Each Sustax request will return 1 CSV file per gridcell or POI (Point of Interest), encoded in UTF-8, with fields separated by commas. If the user ask for monthly data and daily data in the same request, it gets 2 CSV files. Each CSV consists of three main structures: 

Piping hot image of climate data and sustainability analytics dashboard for environmental monitoring and analysis at Sustax, improving transparency and decision-making in climate science.
Visualitzation of the generated CSV file for monthly data

1. Metadata (free of cost)

Includes the CSV creation date, a precise location in geographical coordinates (WGS84), an approximate Open Street Map location, the climate variables requested (short name, long name and units), the accuracy metrics requested (short name and long name) and the scenarios requested (SSPs or ERA5). Each requests also includes free of cost a set of static variables representing the interpreted geophysical features of the gridcell, which includes:

  • CVH. Estimated high cover vegetation fraction (%)
  • CVL. Estimated low cover vegetation fraction (%)
  • TVH. Type of high vegetation (~)
  • TVL. Type of low vegetation (~)
  • SLT. Soil type (~)
  • Z. Estimated geopotential height, (m)
  • SDOR. Standard deviation of sub-gridscale orography, (~)
  • SLOR. Slope of sub-gridscale orography, (~)

2. Accuracy metrics (payload)

The predictive accuracy metrics have a key characteristic: they are timeless, meaning there are 5 metrics with a single value for each climate variable and each SSP-RCP scenario.

3. Climate Data (payload) 

The climate data consist of time series, which can be at daily or monthly resolution. For each climate scenario and variable, a time series is generated that can contain up to 102 years of data.  Since users can request data with monthly or daily time stamps.
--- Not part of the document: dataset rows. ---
impl OrchestratorBuilder {
    pub fn new(settings: Settings, scoring: ScoringConfig) -> Self {
        Self {
            settings,
            scoring,
            leads: None,
            conversations: None,
            agents: None,
            kv_cache: None,
            clock: None,
        }
    }

    pub fn lead_store(mut self, store: Arc<dyn LeadStore>) -> Self {
        self.leads = Some(store);
        self
    }

    pub fn conversation_store(mut self, store: Arc<dyn ConversationStore>) -> Self {
        self.conversations = Some(store);
        self
    }

    pub fn agent_directory(mut self, directory: Arc<dyn AgentDirectory>) -> Self {
        self.agents = Some(directory);
        self
    }

    pub fn kv_cache(mut self, cache: Arc<dyn KvCache>) -> Self {
        self.kv_cache = Some(cache);
        self
    }

    pub fn clock(mut self, clock: Arc<dyn Clock>) -> Self {
        self.clock = Some(clock);
        self
    }

    pub fn build(self) -> Result<InferenceOrchestrator, BuildError> {
        self.settings.validate()?;
        let settings = self.settings;
        let scorer = Arc::new(LeadScorer::new(&self.scoring)?);

        let result_ttl = Duration::from_secs(settings.pipeline.result_ttl_secs);
        let kv_cache = self.kv_cache.unwrap_or_else(|| {
            Arc::new(InMemoryKvCache::new(settings.cache.result_capacity, result_ttl))
        });
        let results = ResultCache::new(
            kv_cache,
            result_ttl,
            Duration::from_millis(settings.pipeline.cache_timeout_ms),
        );
        let features = Arc::new(FeatureCache::new(
            settings.cache.feature_capacity,
            Duration::from_secs(settings.cache.feature_ttl_secs),
        ));
        let batch = BatchEngine::new(
            scorer.clone(),
            features.clone(),
            Duration::from_millis(settings.batch.item_timeout_ms),
        );

        tracing::info!(
            base_model = %scorer.core.base_model().label(),
            segment_models = self.scoring.segment_models.len(),
            strategy = %settings.routing.default_strategy,
            "Inference orchestrator ready"
        );

        Ok(InferenceOrchestrator {
            router: AgentRouter::new(settings.routing.clone()),
            monitor: Arc::new(PerformanceMonitor::from_settings(
                &settings.monitor,
                &settings.pipeline,
            )),
            leads: self
                .leads
                .unwrap_or_else(|| Arc::new(InMemoryLeadStore::new())),
            conversations: self
                .conversations
                .unwrap_or_else(|| Arc::new(InMemoryConversationStore::new())),
            agents: self
                .agents
                .unwrap_or_else(|| Arc::new(InMemoryAgentDirectory::default())),
            clock: self.clock.unwrap_or_else(|| Arc::new(SystemClock)),
            settings,
            scorer,
            features,
            results,
            batch,
            shut_down: AtomicBool::new(false),
        })
    }
}

pub struct InferenceOrchestrator {
    settings: Settings,
    scorer: Arc<LeadScorer>,
    router: AgentRouter,
    features: Arc<FeatureCache>,
    results: ResultCache,
    batch: BatchEngine,
    monitor: Arc<PerformanceMonitor>,
    leads: Arc<dyn LeadStore>,
    conversations: Arc<dyn ConversationStore>,
    agents: Arc<dyn AgentDirectory>,
    clock: Arc<dyn Clock>,
    shut_down: AtomicBool,
}
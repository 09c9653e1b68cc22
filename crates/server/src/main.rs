//! Lead scoring service entry point
//!
//! Reads NDJSON commands from stdin and writes one JSON response per line
//! to stdout. Logs go to stderr so the two streams never mix.

use tokio::io::{AsyncBufReadExt, AsyncWriteExt, BufReader};
use tracing_subscriber::{layer::SubscriberExt, util::SubscriberInitExt, Layer};

use lead_intel_config::{load_settings, Settings};
use lead_intel_server::{build_orchestrator, handle_line, init_metrics, load_warmup_samples};

#[tokio::main]
async fn main() -> anyhow::Result<()> {
    // Priority: env vars > config/{env}.yaml > config/default.yaml > defaults
    let env = std::env::var("LEAD_INTEL_ENV").ok();
    let config = match load_settings(env.as_deref()) {
        Ok(settings) => {
            // Tracing not yet initialized, use eprintln for early logging
            eprintln!(
                "Loaded configuration from files (env: {})",
                env.as_deref().unwrap_or("default")
            );
            settings
        },
        Err(e) => {
            eprintln!("Warning: Failed to load config: {}. Using defaults.", e);
            Settings::default()
        },
    };

    init_tracing(&config);

    tracing::info!("Starting Lead Intelligence Service v{}", env!("CARGO_PKG_VERSION"));
    tracing::info!(
        environment = ?config.environment,
        config_path = env.as_deref().unwrap_or("default"),
        "Configuration loaded"
    );

    if config.observability.metrics_enabled {
        if let Err(e) = init_metrics(&config.observability.metrics_addr) {
            tracing::warn!(error = %e, "Metrics exporter disabled");
        }
    }

    let orchestrator = build_orchestrator(&config)?;

    if let Some(path) = &config.warmup_path {
        match load_warmup_samples(path) {
            Ok(samples) => {
                let stored = orchestrator.warm_cache(samples).await;
                tracing::info!(path = %path, stored, "Result cache pre-warmed");
            },
            Err(e) => tracing::warn!(error = %e, "Cache warm-up skipped"),
        }
    }

    let mut lines = BufReader::new(tokio::io::stdin()).lines();
    let mut stdout = tokio::io::stdout();
    let shutdown = shutdown_signal();
    tokio::pin!(shutdown);

    loop {
        tokio::select! {
            _ = &mut shutdown => break,
            line = lines.next_line() => {
                let line = match line {
                    Ok(Some(line)) => line,
                    Ok(None) => {
                        tracing::info!("Input closed");
                        break;
                    },
                    Err(e) => {
                        tracing::error!(error = %e, "Failed to read input");
                        break;
                    },
                };
                if line.trim().is_empty() {
                    continue;
                }
                let response = handle_line(&orchestrator, &line).await;
                let mut out = response.to_line();
                out.push('\n');
                stdout.write_all(out.as_bytes()).await?;
                stdout.flush().await?;
            }
        }
    }

    orchestrator.shutdown();
    tracing::info!("Service shutdown complete");
    Ok(())
}

/// Wait for shutdown signal (Ctrl+C or SIGTERM)
async fn shutdown_signal() {
    let ctrl_c = async {
        if let Err(e) = tokio::signal::ctrl_c().await {
            tracing::error!(error = %e, "Failed to install Ctrl+C handler");
            std::future::pending::<()>().await;
        }
    };

    #[cfg(unix)]
    let terminate = async {
        match tokio::signal::unix::signal(tokio::signal::unix::SignalKind::terminate()) {
            Ok(mut signal) => {
                signal.recv().await;
            },
            Err(e) => {
                tracing::error!(error = %e, "Failed to install SIGTERM handler");
                std::future::pending::<()>().await;
            },
        }
    };

    #[cfg(not(unix))]
    let terminate = std::future::pending::<()>();

    tokio::select! {
        _ = ctrl_c => {
            tracing::info!("Received Ctrl+C, initiating graceful shutdown...");
        }
        _ = terminate => {
            tracing::info!("Received SIGTERM, initiating graceful shutdown...");
        }
    }
}

/// Initialize console tracing on stderr
fn init_tracing(config: &Settings) {
    let env_filter = tracing_subscriber::EnvFilter::try_from_default_env().unwrap_or_else(|_| {
        let level = &config.observability.log_level;
        format!("lead_intel={}", level).into()
    });

    let subscriber = tracing_subscriber::registry().with(env_filter);
    let fmt_layer = if config.observability.log_json {
        tracing_subscriber::fmt::layer()
            .json()
            .with_writer(std::io::stderr)
            .boxed()
    } else {
        tracing_subscriber::fmt::layer()
            .with_writer(std::io::stderr)
            .boxed()
    };
    subscriber.with(fmt_layer).init();
}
Two separate CSVs are generated if the user’s request includes datasets with both temporal resolutions. 

If the user requests an ROI (Region of Interest) instead of a POI (Point of Interest), it will receive multiple CSVs—one for each POI contained within the requested ROI. In any case, the requested CSV(s) are delivered in a compressed ZIP file.

Import Data with M. Excel 

As Sustax’s CSV encoding uses UTF-8 with BOM, Excel usually detects it automatically. 

Desktop Excel 

  • Open Excel (desktop version).
  • Go to Data → Get Data → From Text/CSV.
  • Select your CSV file and click Import.
  • In the Import Wizard:
    • File Origin: Choose 65001: Unicode (UTF-8).
    • Delimiter: Select Comma (,).
  • Click Load (or Transform Data if you want to edit in Power Query).
  • Your data will appear in separate columns.

Online Excel 

  • Upload the CSV to OneDrive.
  • Open it in Excel Online.
  • If Excel detects the delimiter automatically, it will split columns.
  • If not, select the entire Text Column:
    • Click on Data tab
    • On Data Tools, click on Split Text to Columns, consider the delimiter is a comma (,).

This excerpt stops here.